━━ SUPPLIED ENTRIES ━━
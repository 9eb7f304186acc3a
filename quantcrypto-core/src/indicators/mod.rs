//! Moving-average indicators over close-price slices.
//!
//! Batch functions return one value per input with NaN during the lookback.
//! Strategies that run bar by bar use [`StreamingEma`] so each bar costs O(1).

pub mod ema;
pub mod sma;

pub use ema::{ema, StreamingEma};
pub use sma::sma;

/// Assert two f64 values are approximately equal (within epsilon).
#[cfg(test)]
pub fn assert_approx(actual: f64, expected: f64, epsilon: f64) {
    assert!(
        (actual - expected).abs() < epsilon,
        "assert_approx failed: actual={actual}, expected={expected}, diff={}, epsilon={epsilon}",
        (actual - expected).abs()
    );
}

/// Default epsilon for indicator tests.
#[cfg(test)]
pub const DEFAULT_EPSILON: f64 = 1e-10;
━━━
• [PROBLEM REQUIREMENTS] Go through the listing above and restate it word for word.

• [RESULT OF THIS TASK]
repository 9eb7f304186acc3a
filename quantcrypto-core/src/indicators/mod.rs
//! Moving-average indicators over close-price slices.
//!
//! Batch functions return one value per input with NaN during the lookback.
//! Strategies that run bar by bar use [`StreamingEma`] so each bar costs O(1).

pub mod ema;
pub mod sma;

pub use ema::{ema, StreamingEma};
pub use sma::sma;

/// Assert two f64 values are approximately equal (within epsilon).
#[cfg(test)]
pub fn assert_approx(actual: f64, expected: f64, epsilon: f64) {
    assert!(
        (actual - expected).abs() < epsilon,
        "assert_approx failed: actual={actual}, expected={expected}, diff={}, epsilon={epsilon}",
        (actual - expected).abs()
    );
}

/// Default epsilon for indicator tests.
#[cfg(test)]
pub const DEFAULT_EPSILON: f64 = 1e-10;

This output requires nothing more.